Let’s do some Thanksgiving food today. These hand pies are super easy and I made them as a test run for the big day.
You know what it’s like with kids. They see the huge spread and you hear, “There’s nothing to eat”.
This year, I’m getting clever with the veggie side dish by slipping them in a hand pie. Everyone knows kids love small bites, right? I’m pretty sure if I stuffed a regular sized pie with roasted butternut squash and carrots and handed a slice of it to one of my boys, it would be pushed backed at me faster than the words “Uh, no thank you”.

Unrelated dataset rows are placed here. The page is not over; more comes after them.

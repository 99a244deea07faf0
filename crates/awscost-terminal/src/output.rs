//! Output formatting module for awscost
//!
//! This module provides formatters for displaying cost reports in different
//! formats:
//! - Table format for human-readable terminal output
//! - JSON format for machine-readable output and integration with other tools
//!
//! Costs are kept as exact decimals; JSON output carries them as strings so
//! no precision is lost.

use awscost_core::aggregation_types::{MonthlyCost, ServiceCost, Summary};
use awscost_core::report::{CostReport, EmptyReason};
use awscost_core::types::CostRecord;
use colored::Colorize;
use prettytable::{Cell, Row, Table, format, row};
use rust_decimal::prelude::ToPrimitive;
use rust_decimal::{Decimal, RoundingStrategy};
use serde_json::json;

/// Width of the text bars in the service breakdown table
const BAR_WIDTH: usize = 24;

/// Trait for output formatters
pub trait OutputFormatter {
    /// Format the whole report: cards, monthly trend, breakdown, details
    fn format_report(&self, report: &CostReport) -> String;

    /// Format only the detail records
    fn format_records(&self, records: &[CostRecord]) -> String;

    /// Format the informational message for an empty run
    fn format_empty(&self, reason: &EmptyReason) -> String;
}

/// Format a decimal amount as dollars with thousands separators
///
/// # Examples
/// ```
/// use awscost_terminal::format_currency;
/// use rust_decimal::Decimal;
///
/// assert_eq!(format_currency(Decimal::new(123456789, 2)), "$1,234,567.89");
/// assert_eq!(format_currency(Decimal::new(-5, 1)), "-$0.50");
/// ```
pub fn format_currency(amount: Decimal) -> String {
    let rounded = amount.round_dp_with_strategy(2, RoundingStrategy::MidpointAwayFromZero);
    let sign = if rounded.is_sign_negative() && !rounded.is_zero() {
        "-"
    } else {
        ""
    };
    let text = format!("{:.2}", rounded.abs());
    let (whole, fraction) = text.split_once('.').unwrap_or((text.as_str(), "00"));

    let mut grouped = String::new();
    for (count, ch) in whole.chars().rev().enumerate() {
        if count > 0 && count % 3 == 0 {
            grouped.push(',');
        }
        grouped.push(ch);
    }
    let whole: String = grouped.chars().rev().collect();

    format!("{sign}${whole}.{fraction}")
}

/// Percentage of `part` in `total`, one decimal place
fn format_share(part: Decimal, total: Decimal) -> String {
    if total.is_zero() {
        return "-".to_string();
    }
    let share = (part / total * Decimal::ONE_HUNDRED)
        .round_dp_with_strategy(1, RoundingStrategy::MidpointAwayFromZero);
    format!("{share:.1}%")
}

/// Text bar proportional to `value / max`
fn text_bar(value: Decimal, max: Decimal) -> String {
    if max <= Decimal::ZERO || value <= Decimal::ZERO {
        return String::new();
    }
    let cells = (value / max * Decimal::from(BAR_WIDTH))
        .round()
        .to_usize()
        .unwrap_or(0)
        .clamp(1, BAR_WIDTH);
    "█".repeat(cells)
}

/// Table formatter for human-readable output
pub struct TableFormatter {
    /// Use colors and bold section headings
    pub colored: bool,
}

impl TableFormatter {
    pub fn new(colored: bool) -> Self {
        Self { colored }
    }

    fn heading(&self, text: &str) -> String {
        if self.colored {
            format!("{}\n", text.bold().magenta())
        } else {
            format!("{text}\n")
        }
    }

    fn new_table() -> Table {
        let mut table = Table::new();
        table.set_format(*format::consts::FORMAT_NO_LINESEP_WITH_TITLE);
        table
    }

    /// The three summary cards
    fn format_cards(summary: &Summary) -> String {
        let mut table = Self::new_table();
        table.set_titles(row![
            b -> "Total Cost",
            b -> "Average Daily Cost",
            b -> "Top Service"
        ]);
        table.add_row(row![
            r -> format_currency(summary.total_cost),
            r -> format_currency(summary.average_daily_cost),
            summary.top_service.service.as_str()
        ]);
        table.add_row(row![
            "",
            "",
            r -> format_currency(summary.top_service.total_cost)
        ]);
        table.to_string()
    }

    fn format_monthly(monthly: &[MonthlyCost], total: Decimal) -> String {
        let mut table = Self::new_table();
        table.set_titles(row![b -> "Month", b -> "Cost", b -> "Active Days"]);

        for month in monthly {
            table.add_row(row![
                month.month,
                r -> format_currency(month.total_cost),
                c -> month.active_days
            ]);
        }

        table.add_row(Row::new(vec![Cell::new(""); 3]));
        table.add_row(row![b -> "TOTAL", b -> format_currency(total), ""]);
        table.to_string()
    }

    fn format_breakdown(breakdown: &[ServiceCost], total: Decimal) -> String {
        let max = breakdown
            .iter()
            .map(|s| s.total_cost)
            .max()
            .unwrap_or(Decimal::ZERO);

        let mut table = Self::new_table();
        table.set_titles(row![b -> "Service", b -> "Cost", b -> "Share", b -> ""]);

        for service in breakdown {
            table.add_row(row![
                service.service.as_str(),
                r -> format_currency(service.total_cost),
                r -> format_share(service.total_cost, total),
                text_bar(service.total_cost, max)
            ]);
        }

        table.to_string()
    }

    fn format_detail(records: &[CostRecord]) -> String {
        let mut table = Self::new_table();
        table.set_titles(row![b -> "Date", b -> "Service", b -> "Cost ($)"]);

        for record in records {
            table.add_row(row![
                record.date.to_string(),
                record.service.as_str(),
                r -> record.cost.to_string()
            ]);
        }

        table.to_string()
    }
}

impl OutputFormatter for TableFormatter {
    fn format_report(&self, report: &CostReport) -> String {
        let mut output = String::new();
        let service = report
            .service_filter
            .as_ref()
            .map(|s| s.as_str())
            .unwrap_or("All");

        output.push_str(&self.heading(&format!(
            "Cost Summary ({}, service: {})",
            report.range, service
        )));
        output.push_str(&Self::format_cards(&report.summary));

        output.push('\n');
        output.push_str(&self.heading("Month-to-Month Trend"));
        output.push_str(&Self::format_monthly(
            &report.monthly,
            report.summary.total_cost,
        ));

        output.push('\n');
        output.push_str(&self.heading("Service Cost Breakdown"));
        output.push_str(&Self::format_breakdown(
            &report.breakdown,
            report.summary.total_cost,
        ));

        output.push('\n');
        output.push_str(&self.heading("Daily Details"));
        output.push_str(&Self::format_detail(&report.records));
        output
    }

    fn format_records(&self, records: &[CostRecord]) -> String {
        Self::format_detail(records)
    }

    fn format_empty(&self, reason: &EmptyReason) -> String {
        if self.colored {
            reason.to_string().yellow().to_string()
        } else {
            reason.to_string()
        }
    }
}

/// JSON formatter for machine-readable output
pub struct JsonFormatter;

impl JsonFormatter {
    fn records_json(records: &[CostRecord]) -> serde_json::Value {
        json!(
            records
                .iter()
                .map(|r| json!({
                    "date": r.date.to_string(),
                    "service": r.service.as_str(),
                    "cost": r.cost,
                }))
                .collect::<Vec<_>>()
        )
    }
}

impl OutputFormatter for JsonFormatter {
    fn format_report(&self, report: &CostReport) -> String {
        let summary = &report.summary;
        let output = json!({
            "range": {
                "start": report.range.start_str(),
                "end": report.range.end_str(),
            },
            "service": report.service_filter.as_ref().map(|s| s.as_str()),
            "summary": {
                "total_cost": summary.total_cost,
                "average_daily_cost": summary.average_daily_cost,
                "top_service": {
                    "service": summary.top_service.service.as_str(),
                    "total_cost": summary.top_service.total_cost,
                },
                "days": summary.days,
                "services": summary.services,
                "records": summary.records,
            },
            "monthly": report.monthly.iter().map(|m| json!({
                "month": m.month,
                "total_cost": m.total_cost,
                "active_days": m.active_days,
            })).collect::<Vec<_>>(),
            "services": report.breakdown.iter().map(|s| json!({
                "service": s.service.as_str(),
                "total_cost": s.total_cost,
            })).collect::<Vec<_>>(),
            "available_services": report.services.iter().map(|s| s.as_str()).collect::<Vec<_>>(),
            "records": Self::records_json(&report.records),
        });

        serde_json::to_string_pretty(&output).unwrap_or_default()
    }

    fn format_records(&self, records: &[CostRecord]) -> String {
        serde_json::to_string_pretty(&json!({ "records": Self::records_json(records) }))
            .unwrap_or_default()
    }

    fn format_empty(&self, reason: &EmptyReason) -> String {
        serde_json::to_string_pretty(&json!({
            "message": reason.to_string(),
            "records": [],
        }))
        .unwrap_or_default()
    }
}

/// Get the appropriate formatter based on output preference
pub fn get_formatter(json_output: bool, colored: bool) -> Box<dyn OutputFormatter> {
    if json_output {
        Box::new(JsonFormatter)
    } else {
        Box::new(TableFormatter::new(colored))
    }
}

Admittedly, I was that kid—heck, up until a few years ago, I was that kid in adult form. Yes, I’m a picky eater, but I’m getting so much better. . . look mom—I’m eating veggies of all sorts.
Speaking of veggies, I kept the butternut squash and carrot filling simple with a fast butter saute alongside some thyme and leeks then into the oven for a quick roasting. Sure, you can skip the saute portion and go straight to roasting, but don’t. The butter, leek and thyme gives the filling a rich flavor.
If you aren’t into these veggies, use what you like and then stamp out some pie crust and get filling. These go quick, and not so coincidentally, they are also very popular with adults. Ah-hem, I can vouch for that.
- 2 tablespoons olive oil
- 1 lb. pre-cut butternut squash
- 1 lb. carrots, chopped
- 1/3 cup chopped leeks, white and light green parts only
- salt and pepper to taste
- 1 tablespoon thyme
- 2 tablespoons butter
- 1 egg, lightly beaten
- 2 ready-made Pillsbury Pie crusts
- Preparation: Heat oven to 450 degrees F.
- Heat olive oil in large oven proof skillet. Add in butternut squash, carrots, leeks salt and pepper (Make sure not to crowd the pan. If you don't have a large enough pan, work in two batches); stir and cook until about 5 minutes. Add in thyme and butter; stir to combine. Transfer skillet to oven and roast until golden and fork tender, about 10-15 minutes. (If you don't have an oven proof pan, transfer mixture to a bakesheet.) Remove from oven and cool to warm.
- Roll out chilled pie dough and stamp out 2 inch circles for hand pies. Place bottom layer of hand pie on parchment lined bakesheet and brush the perimeter with the egg wash. Place just a little over 1 tablespoon of butternut and carrot mixture in the center. Lightly stretch a second pie circle and place over the top of filling making sure the top covers the bottom; crimp edge with a fork and cut a small slit on top to allow steam to escape. Bake at 400 degrees until golden brown, about 10-12 minutes. Remove from the oven and transfer to a wire rack to cool slightly.